Jim Foley / On Line Review

This fourth album by Connecticut singer-songwriter Donna Martin constitutes a great leap from the 1994 "Call It Home," her second release and the last with which I am familiar, with elusive lyrics, catchy melodies and most significant, a coherent aural ecology, flawlessly realized in the production of its dozen songs.  The tone is lanquid and lush, replete with precisely calibrated electric guitars, enhanced with tremolo, wahwah, and crystalline 12-string jangle, a tribute to Martin and her co-producer and guitarist, Jim Chapdelaine.  Martin's vocal is reedy, often nearly whispered, with the sort of clipped effect derived from a forceful initial attack on a note, followed by retreat and return, occasionally suggestive of Patsy Cline.  And "Ghost" is an appropriate title, the lyrics variously haunted, across time, distance, possibility, and the gap between fame and personal reality.
"Twenty Quick Fingers" is as much restrained as driven by its shuffle percussion and almost bluesy tremolo and wahwah guitars, which added to its suggestive but elliptical lyrics intimating an eccentric numerology of halves and doubles, yeilds a whimsical pertentousness, not an easy mood to invoke.  "Wendy O." a requiem for Wendy O. Williams, singer for the Plasmatics and the loudest bleached blonde ever to detonate on a rock-n-roll stage, possesses a fragil beauty which seems a willful refusal to rise to its subject's "commotion," a delicate shower of bell-like acoustic and electric guitars culminating in a quietly dramatic instrumental bridge.  In "Famous Face," just Martin and her quietly rolling finger-picked guitar, the lyrics are complex and compelling as Martin is haunted not only by her own history, but also by the parallel history of JFK Jr.'s media ghost ("I'm a girl you'll never know...But I swear you left a space).
In the title track, the past finds itself impotent to haunt the present, let alone the future, and the simple acoustic guitar figure and moody, minimal electric enhancements of "In the Blue Light" present a tale of melancholy urban nostalgia reminiscent of Peter Gallway's "All Over You." "Picture Memory" and Evergreen" are more explicit on the disappointments of memory, the former a slow march about the seductive sorrows of nostalgia, the latter slow, swinging, dark, and sad, slide guitar wailing in the background, a clouded realization that what survives its time is surely dead, "flesh and bone into ordinary stone." "Angelee" is a third-person portrait of a hidden soul, seeking only up to the borders of safety, surprisingly non-judgemental in its description of a life haunted by its own declined opportunities.
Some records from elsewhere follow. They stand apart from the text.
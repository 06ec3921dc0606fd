//! Configuration schema and persistent store

mod schema;
mod store;

pub use schema::{
    AppConfig, DeviceConfig, NegotiationConfig, RateControl, StreamerConfig, VideoCodec,
};
pub use store::{ConfigChange, ConfigStore};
Finally, there are two brief acoustic guitar instrumentals, guiet melodies suffused with a rural American nostalgia and melancholy worthy of Jay Unger and Molly Mason, and deployed strategically at the middle and the end of "Ghost."
"Ghost" is a well-crafed whole, music, lyrics, and production collaborating to produce a moody recording worth repeated listenings.

Ed McKeon / The Herald

Ghost - Donna Martin
Donna Martin's ability to write strong, beautiful, stirring songs continues to grow as her new album handily demonstrates.
"Ghost" showcases Martin's expressive voice and thoughtful compositions in a new light.
Aiming for an album with songs that were "simple and airy," she's created a template for singer-songwriters who want high production values that don't disguise the raw beauty of a song.
With able help from guitaist/producer Jim Chapdelaine and drummer Jon Peckman (who drummed on everything from his knees to a cardboard box), Martin delivers an entire album with a very clear signature.
She's discovered a style that suits her well, without a single up-tempo number, she explores the range of human emotion with grace, intellect and wit.  And the pace doesn't wear on you once.  She finds plenty of ghosts.
Whether it's punk rocker Wendy O. Williams or the nameless spirit who haunts a big city high rise, or the shadow of JFK junior ("Famous Face"), Martin's songs are populated by the specters of lost chances, technological horror and shared reminiscence.
She sings of a kind of small town hero who keeps the home fires burning warmly, and the frightened do-gooder who is afraid to leave her room.  She sings about enduring love and broken hearts.  She sings about people you and I know.  Sturdy, rich, lovely songs.  Beautiful songs.
This is the kind of album you'll buy for a friend, who will buy it for another.  And maybe together we'll create the kind of audience for Martin that radio has forgotten how to create.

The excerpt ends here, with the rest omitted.